I'll take whatever gifts of winter I can get
My cross-country skis are lovely, long, and light. Made of ash and imported from Sweden, they seemed almost weightless as I carried them down the spiral stairs from the farmhouse attic and inspected them in the kitchen. The nightlong snowfall had actually picked up with the dawn. Snow! We'd missed out on the stuff almost completely last year, as we do many years here in southern Indiana. I'd purchased the skis in the 1970s, shortly after moving here, fresh from New York's lake- effect snow belt. I was under the naive assumption that those glorious winters would follow me. I had downhill-skied in New York, but Indiana's more muted landscape seemed to whisper "cross country." And so I'd expectantly adapted.
Those first few winters were respectably cold and snowy, though horribly abbreviated to my way of thinking. Where were those April surprises - six or eight inches of sudden spring snow to ski in shirt sleeves? Why did it never seem to snow in November, normally well into the powder season? And what about powder that lasted more than a few days, anyway? In truth, I should not have complained, because those early winters were some of the best I've experienced here. As the generally mild 1990s unfolded, my cross-country skis spent more time in storage than on my feet.
But this year has started well. Snowfalls closed schools twice before mid-December. After the second storm, as my teenage son Tim blissfully slept in, I headed out on my cross-country skis.
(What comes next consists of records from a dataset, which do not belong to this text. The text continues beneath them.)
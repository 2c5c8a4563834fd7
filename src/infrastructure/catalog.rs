//! Product catalog loading

use std::collections::HashSet;
use std::fs;
use std::path::Path;

use crate::shared::errors::AppError;
use crate::shared::types::Product;

/// Load the catalog. Failure here aborts the run: with no catalog there is
/// nothing to resolve.
pub fn load_catalog(path: &Path) -> Result<Vec<Product>, AppError> {
    let raw = fs::read_to_string(path)
        .map_err(|e| AppError::CatalogError(format!("read {}: {}", path.display(), e)))?;
    let products: Vec<Product> = serde_json::from_str(&raw)
        .map_err(|e| AppError::CatalogError(format!("parse {}: {}", path.display(), e)))?;

    let mut seen = HashSet::new();
    for product in &products {
        if !seen.insert(product.id.as_str()) {
            return Err(AppError::CatalogError(format!(
                "duplicate product id {:?}",
                product.id
            )));
        }
    }
    Ok(products)
}

#[cfg(test)]
mod tests {
    use super::*;
    use tempfile::tempdir;

    #[test]
    fn parses_a_catalog_with_source_aliases() {
        let dir = tempdir().unwrap();
        let path = dir.path().join("products.json");
        // `offers`/`site`/`akakce_url` are the keys older catalogs used
        fs::write(
            &path,
            r#"[
                {
                    "id": "gpu-1",
                    "name": "Example GPU",
                    "akakce_url": "https://example.com/ref",
                    "offers": [
                        {"site": "storea", "url": "https://a.example.com/gpu"},
                        {"store": "storeb", "url": "https://b.example.com/gpu"}
                    ]
                }
            ]"#,
        )
        .unwrap();

        let products = load_catalog(&path).unwrap();
        assert_eq!(products.len(), 1);
        let product = &products[0];
        assert_eq!(product.reference_url.as_deref(), Some("https://example.com/ref"));
        assert_eq!(product.sources.len(), 2);
        assert_eq!(product.sources[0].store, "storea");
        assert_eq!(product.sources[1].store, "storeb");
    }

    #[test]
    fn duplicate_ids_are_rejected() {
        let dir = tempdir().unwrap();
        let path = dir.path().join("products.json");
        fs::write(
            &path,
            r#"[
                {"id": "x", "name": "One", "sources": []},
                {"id": "x", "name": "Two", "sources": []}
            ]"#,
        )
        .unwrap();
        assert!(load_catalog(&path).is_err());
    }

    #[test]
    fn missing_catalog_is_an_error() {
        let dir = tempdir().unwrap();
        assert!(load_catalog(&dir.path().join("nope.json")).is_err());
    }
}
I couldn't find the poles, but on a farm that is hardly a concern. A quick forage in the open-air workshop yielded two rough staffs of cedar - sawmill refuse - almost identical in length. With gloves shielding my hands from splinters, they made perfectly respectable poles. And so as the cows munched their morning hay in the barn, I set off through the gate to 80 acres of undulating unbroken white.
Somewhere in the boxed archives of my past I still have the multicolored wax bars I once used on my skis for various snow conditions. If I remember right, the red bar was for sticky snow, orange and blue for faster conditions, silver for powder. But, like the poles, the wax was nowhere to be found when I needed it.
I did tour the farm that morning, but I can't honestly say I skied it. I worked up a fine sweat clumping about, snow plastered to my Swedish ash runners, gathering jerky speed only as it sloughed off down the steeper slopes.
Later that morning, I plied my skis with beeswax from the basement, waterproofed and softened my stiff leather boots, and would have been ready to go again but for the rising temperatures. You just can't trust southern Indiana.
Midday, I made a token tour up and down the front pasture, but the surface simply wasn't up to the speed I sought. What's worse, the cows, having finished their hay, were out looking for some kind of midday amusement. The first few began to amble through the white slush my way. One cow, Moonlight, spying the delicate curved tips of my would-be racers, stood stock still. Then she broke into a trot, hot to investigate this new look of mine. Betsy and Nellie were just behind her. I redoubled my sluggish pace to reach the gate before all those cloven hooves bearing heavy bodies got near my skis. I might need them again.
It wasn't the cross-country idyll I had in mind. Yet, thinking back on it, I can't complain. Even if I hadn't glided about the farm as anticipated, I'd visited its special places, which I don't always do on an ordinary winter morning. I'd come upon the traces of deer and smaller residents, whose tracks confirmed our land's wide-open hospitality to wildlife. I'd checked on our sugaring cabin, whose hearth was cold, but whose simple and sparsely furnished interior looked and smelled its rustic, patiently waiting welcome.
I embrace and miss winter - and grab at whatever white gifts it offers here in southern Indiana, however ephemeral.